Başkanlığın katkılarıyla daha evvel düzenlenen Dijital Dünya Çalıştayı’nda da internet üzerinden yapılan gazetecilik faaliyetlerinin kıymetine ve düzenlenme muhtaçlığına işaret ettiklerini anımsatan Altun, “İnternet gazeteciliğinin mesleksel standartlarının ortaya konulması gerektiğine bir defa daha dikkat çekmek istiyorum. Haberciliğin mesleksel ve ahlaki temelleri çerçevesinde profesyonelce işini yapan gazetecilerin ayrıştırılması bakımından da bunu gerekli görüyorum. Bu adımın bununla birlikte internet medyasına süreklilik ve kurumsallaşma getireceğini düşünüyorum. Hiç kuşkusuz sürekliliği olan ve kurumsallaşmış medya yapılarının varlığı, hakikat gayretinde değerli bir gelişimdir ve değerli bir kazanımdır.” değerlendirmesinde bulundu.

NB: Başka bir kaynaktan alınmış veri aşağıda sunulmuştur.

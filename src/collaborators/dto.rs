use serde::{Deserialize, Serialize};

use crate::models::Difficulty;

#[derive(Debug, Serialize)]
#[serde(rename_all = "camelCase")]
pub struct GenerateTaskPayload<'a> {
    pub activity_id: &'a str,
    pub activity_title: &'a str,
    pub difficulty: Difficulty,
}

#[derive(Debug, Serialize)]
#[serde(rename_all = "camelCase")]
pub struct EvaluateCodePayload<'a> {
    pub task_id: &'a str,
    pub code: &'a str,
    pub requirements: &'a [String],
}

#[derive(Debug, Deserialize)]
#[serde(rename_all = "camelCase")]
pub struct EvaluationResponse {
    pub score: i64,
    #[serde(default)]
    pub feedback: String,
    #[serde(default)]
    pub test_cases: Vec<TestCaseResult>,
}

#[derive(Debug, Deserialize)]
pub struct TestCaseResult {
    pub name: String,
    pub passed: bool,
}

Altun, öteki taraftan değişen teknolojinin imkanlarıyla daha farklı ve güçlü içerik üretimi noktasında internet yayıncılığının medya bölümüne yapacağı katkıları hayli değerli bulduğunu belirterek, “Konvansiyonel medya içeriklerini takip ve taklit etmek, yalnızca o içerikleri internet ortamında sirkülasyona sokmak, dijitalleşmeyi gerçek okuyamamak demektir. İnternet medyasının bu manada yenilikçi, özgün ve farklı içerik ve konseptlerle öncü bir pozisyonda olması gerektiğini düşünüyorum. Bu yaklaşım hakikat biçimde kendisine bir alan bulduğunda bunun konvansiyonel medyaya da yansımaları olacağını ve topyekun bir dönüşüm getireceğini daima birlikte goreceğiz.” kelamlarını sarf etti.

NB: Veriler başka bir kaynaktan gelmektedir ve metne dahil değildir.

use async_trait::async_trait;
use axum::http::HeaderMap;
use serde::Serialize;

use crate::error::AppError;
use crate::models::UserRole;

pub const USER_ID_HEADER: &str = "x-user-id";
pub const USER_ROLE_HEADER: &str = "x-user-role";

/// The authenticated caller of a request.
#[derive(Debug, Clone, PartialEq, Eq, Serialize)]
pub struct Actor {
    pub id: String,
    pub role: UserRole,
}

impl Actor {
    pub fn new(id: impl Into<String>, role: UserRole) -> Self {
        Self {
            id: id.into(),
            role,
        }
    }

    pub fn require_instructor(&self, action: &str) -> Result<(), AppError> {
        if self.role == UserRole::Instructor {
            Ok(())
        } else {
            tracing::warn!("{} rejected for non-instructor {}", action, self.id);
            Err(AppError::Forbidden(format!("only instructors may {}", action)))
        }
    }
}

#[async_trait]
pub trait IdentityProvider: Send + Sync {
    async fn authenticate(&self, headers: &HeaderMap) -> Result<Actor, AppError>;
}

fn header_str<'a>(headers: &'a HeaderMap, name: &str) -> Option<&'a str> {
    headers
        .get(name)
        .and_then(|v| v.to_str().ok())
        .map(str::trim)
        .filter(|v| !v.is_empty())
}

fn parse_role(raw: &str) -> Result<UserRole, AppError> {
    match raw.to_ascii_lowercase().as_str() {
        "student" => Ok(UserRole::Student),
        "instructor" | "professor" => Ok(UserRole::Instructor),
        _ => Err(AppError::Unauthorized),
    }
}

/// Trusts the caller id and role forwarded by an upstream gateway.
pub struct HeaderIdentityProvider;

#[async_trait]
impl IdentityProvider for HeaderIdentityProvider {
    async fn authenticate(&self, headers: &HeaderMap) -> Result<Actor, AppError> {
        let id = header_str(headers, USER_ID_HEADER).ok_or(AppError::Unauthorized)?;
        let role = header_str(headers, USER_ROLE_HEADER).ok_or(AppError::Unauthorized)?;
        Ok(Actor::new(id, parse_role(role)?))
    }
}

/// Fixed development identities: `professor-1` by default, `student-1` when
/// the request asks for the student role.
pub struct StaticIdentityProvider;

impl StaticIdentityProvider {
    pub const INSTRUCTOR_ID: &'static str = "professor-1";
    pub const STUDENT_ID: &'static str = "student-1";
}

#[async_trait]
impl IdentityProvider for StaticIdentityProvider {
    async fn authenticate(&self, headers: &HeaderMap) -> Result<Actor, AppError> {
        let role = match header_str(headers, USER_ROLE_HEADER) {
            Some(raw) => parse_role(raw)?,
            None => UserRole::Instructor,
        };
        let id = match role {
            UserRole::Instructor => Self::INSTRUCTOR_ID,
            UserRole::Student => Self::STUDENT_ID,
        };
        Ok(Actor::new(id, role))
    }
}

#[cfg(test)]
mod tests {
    use axum::http::HeaderValue;

    use super::*;

    #[tokio::test]
    async fn test_header_provider_requires_both_headers() {
        let mut headers = HeaderMap::new();
        headers.insert(USER_ID_HEADER, HeaderValue::from_static("u-1"));
        let err = HeaderIdentityProvider.authenticate(&headers).await.unwrap_err();
        assert!(matches!(err, AppError::Unauthorized));

        headers.insert(USER_ROLE_HEADER, HeaderValue::from_static("professor"));
        let actor = HeaderIdentityProvider.authenticate(&headers).await.unwrap();
        assert_eq!(actor, Actor::new("u-1", UserRole::Instructor));
    }

    #[tokio::test]
    async fn test_static_provider_identities() {
        let actor = StaticIdentityProvider.authenticate(&HeaderMap::new()).await.unwrap();
        assert_eq!(actor.id, "professor-1");

        let mut headers = HeaderMap::new();
        headers.insert(USER_ROLE_HEADER, HeaderValue::from_static("student"));
        let actor = StaticIdentityProvider.authenticate(&headers).await.unwrap();
        assert_eq!(actor, Actor::new("student-1", UserRole::Student));
    }

    #[test]
    fn test_require_instructor() {
        assert!(Actor::new("p", UserRole::Instructor).require_instructor("grade").is_ok());
        let err = Actor::new("s", UserRole::Student).require_instructor("grade").unwrap_err();
        assert!(matches!(err, AppError::Forbidden(_)));
    }
}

Bu farkındalıkla, medya ve bağlantının bütün alanlarında daha sağlıklı ve kaliteli bir yapının oluşturulması dileklerinin bir göstergesi olarak, İnternet Medyası ve Haberciliği Çalıştayı’nı düzenlediklerini lisana getiren Altun, şunları kaydetti:

“Bu çalıştayla, dijitalleşen dünyada medya kesimindeki kazanımları ele almanın yanı sıra bölümdeki problemlere yönelik tahlil tekliflerini de ortaya koymayı ümit ediyoruz. Mevzunun uzmanı ve tarafı siz saygın medya ve bölüm temsilcileri, değerli akademisyenler ve kurum temsilcileriyle birlikte değerli fikir teatilerinde bulunacağız. Bu çalışmanın sonuçlarının, alandaki eksiklikleri gidermeye değerli bir katkı sunacağına yürekten inanıyorum.”